RESENHA - O xangô de Baker Street(Jô Soares)

Jô Soares é um jornalista respeitado e bastante polêmico. Mas é com certeza um ícone da literatura brasileira, e faz questão de imprimir sua marca nos textos que produz. Em “O Xangô de Baker Street”, mantém sua irreverência e espontaneidade, brincando com a história e a ficção de tal forma que o leitor mais atento acaba apaixonando-se pelo contexto em que Jô nos insere.

A trama se passa num Brasil imperial tentando mostrar-se modernizado, com suas vielas enormes e sua característica cosmopolita. Porém, mesmo com Dom Pedro e suas incontáveis tentativas de ressaltar os valores da terra americana, os barris de excremento carregados pelos negros africanos e as centenas de cuspideiras espalhadas pela orla não são tão agradáveis aos estrangeiros desacostumados ao fervor do Brasil.
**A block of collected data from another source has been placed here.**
use tracing::{debug, info};

use crate::civilization::diplomacy::{DeclareWar, DeclareWarReason, DiplomacyFunctions};
use crate::game_info::GameInfo;
use crate::trade::{Trade, TradeOffer, TradeOfferType};

/// A trade being put together between two civs, from `our_civ_name`'s point of view
#[derive(Debug, Clone)]
pub struct TradeLogic {
    pub our_civ_name: String,
    pub other_civ_name: String,
    pub current_trade: Trade,
}

impl TradeLogic {
    pub fn new(our_civ_name: impl Into<String>, other_civ_name: impl Into<String>) -> Self {
        Self {
            our_civ_name: our_civ_name.into(),
            other_civ_name: other_civ_name.into(),
            current_trade: Trade::new(),
        }
    }

    pub fn with_trade(mut self, trade: Trade) -> Self {
        self.current_trade = trade;
        self
    }

    /// Accept the current trade
    ///
    /// # Panics
    /// When the two civs have not met.
    pub fn accept_trade(&self, game: &mut GameInfo) {
        let our_civ_name = self.our_civ_name.as_str();
        let other_civ_name = self.other_civ_name.as_str();
        info!(civ = our_civ_name, other_civ = other_civ_name, "trade accepted");

        if self.current_trade.all_offers().any(|offer| offer.duration > 0) {
            game.get_diplomacy_manager_mut(our_civ_name, other_civ_name)
                .trades
                .push(self.current_trade.clone());
            game.get_diplomacy_manager_mut(other_civ_name, our_civ_name)
                .trades
                .push(self.current_trade.reverse());
        }

        // Transfer gold, introductions and the like
        for offer in self.current_trade.their_offers.iter() {
            self.transfer_trade(game, other_civ_name, our_civ_name, offer);
        }
        for offer in self.current_trade.our_offers.iter() {
            self.transfer_trade(game, our_civ_name, other_civ_name, offer);
        }

        // Treaties are shared, so only one side signs them
        if self.current_trade.their_offers.iter().any(TradeOffer::is_peace_treaty) {
            DiplomacyFunctions::make_peace(game, our_civ_name, other_civ_name);
        }

        DiplomacyFunctions::update_has_open_borders(game, our_civ_name, other_civ_name);
        DiplomacyFunctions::update_has_open_borders(game, other_civ_name, our_civ_name);

        for civ_name in [our_civ_name, other_civ_name] {
            game.services_mut().update_civ_resources(civ_name);
            game.services_mut().update_stats_for_next_turn(civ_name);
        }
    }

    /// Transfer a one-off trade offer from one civilization to another
    fn transfer_trade(&self, game: &mut GameInfo, from: &str, to: &str, offer: &TradeOffer) {
        match offer.trade_offer_type {
            TradeOfferType::Gold => {
                game.get_civilization_mut(to).gold += offer.amount;
                game.get_civilization_mut(from).gold -= offer.amount;
            }
            TradeOfferType::Introduction => {
                if offer.name != to && game.is_alive(&offer.name) {
                    DiplomacyFunctions::make_civilizations_meet(game, to, &offer.name, false);
                }
            }
            TradeOfferType::WarDeclaration => {
                let name_of_civ_to_declare_war_on = offer.name.as_str();
                let can_declare_war = game
                    .get_civilization(from)
                    .get_diplomacy_manager(name_of_civ_to_declare_war_on)
                    .is_some_and(|diplomacy_manager| diplomacy_manager.can_declare_war(game));
                if can_declare_war {
                    DeclareWar::declare_war(game, from, name_of_civ_to_declare_war_on, DeclareWarReason::direct());
                } else {
                    debug!(civ = from, other_civ = name_of_civ_to_declare_war_on, "traded war declaration no longer possible");
                }
            }
            _ => {}
        }
    }

    /// Accepts the trade `requesting_civ_name` proposed to `civ_name`, removing it from the queue.
    /// Returns false when there was no such request.
    pub fn accept_trade_request(game: &mut GameInfo, civ_name: &str, requesting_civ_name: &str) -> bool {
        let request = game
            .get_civilization(civ_name)
            .trade_requests
            .iter()
            .find(|request| request.requesting_civ == requesting_civ_name)
            .cloned();
        let Some(request) = request else {
            return false;
        };
        game.get_civilization_mut(civ_name)
            .trade_requests
            .retain_into_new(|r| r.requesting_civ != requesting_civ_name);

        TradeLogic::new(requesting_civ_name, civ_name)
            .with_trade(request.trade)
            .accept_trade(game);
        true
    }
}
pub mod migrations;

use std::fs;
use std::path::Path;

use serde::{Deserialize, Serialize};
use tracing::{debug, info};

use crate::civilization::Civilization;
use crate::config::GameConfig;
use crate::error::{DiplomacyError, Result};
use crate::game_info::{GameInfo, GameServices};

/// Bumped whenever the save layout changes in a way older builds cannot read
pub const SAVE_VERSION: u32 = 1;

#[derive(Serialize)]
struct SaveGameRef<'a> {
    version: u32,
    turns: u32,
    config: &'a GameConfig,
    civilizations: &'a [Civilization],
}

#[derive(Deserialize)]
struct SaveHeader {
    #[serde(default)]
    version: u32,
}

#[derive(Deserialize)]
struct SaveGame {
    turns: u32,
    #[serde(default)]
    config: GameConfig,
    civilizations: Vec<Civilization>,
}

pub fn save_game(game: &GameInfo) -> Result<String> {
    let save = SaveGameRef {
        version: SAVE_VERSION,
        turns: game.turns,
        config: &game.config,
        civilizations: &game.civilizations,
    };
    Ok(serde_json::to_string_pretty(&save)?)
}

/// Rebuilds a game from its JSON save, plugging in `services` for the map side
pub fn load_game(json: &str, services: Box<dyn GameServices>) -> Result<GameInfo> {
    let header: SaveHeader = serde_json::from_str(json)?;
    if header.version > SAVE_VERSION {
        return Err(DiplomacyError::UnsupportedSaveVersion {
            found: header.version,
            supported: SAVE_VERSION,
        });
    }
    let save: SaveGame = serde_json::from_str(json)?;
    save.config.validate()?;
    debug!(version = header.version, turns = save.turns, civs = save.civilizations.len(), "game loaded");
    Ok(GameInfo::from_parts(save.civilizations, save.config, save.turns, services))
}

pub fn save_game_to_file(game: &GameInfo, path: impl AsRef<Path>) -> Result<()> {
    let path = path.as_ref();
    fs::write(path, save_game(game)?)?;
    info!(path = %path.display(), turn = game.turns, "game saved");
    Ok(())
}

pub fn load_game_from_file(path: impl AsRef<Path>, services: Box<dyn GameServices>) -> Result<GameInfo> {
    let text = fs::read_to_string(path)?;
    load_game(&text, services)
}
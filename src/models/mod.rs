pub mod map_unit;
pub mod resource_supply_list;
pub mod snapshot_list;

pub use map_unit::{City, MapUnit, Position};
pub use resource_supply_list::{ResourceSupply, ResourceSupplyList};
pub use snapshot_list::SnapshotList;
Sarah Bernhardt é uma atriz de renome vinda da França para uma temporada de apresentações nos teatros cariocas, e causa rebuliço no povo quando passa pela avenida em seu carro aberto, ostentando fama.

Contudo, a arte que Pedro tanto buscava trazer para seu império encontra-se ameaçada pelo sumiço de Canto do Cisne, um violino Stradivarius pertencente à elite imperial e segredada a D. Pedro. Uma peça rara que encontra-se em mãos erradas.

Através desta problemática, Pedro não vê outra alternativa a não ser convocar as autoridades policiais e reportar o furto do objeto. Mas o delegado Mello Pimenta encontra dificuldades, visto que, em tese, o violino não era para existir — e o imperador sabia disso.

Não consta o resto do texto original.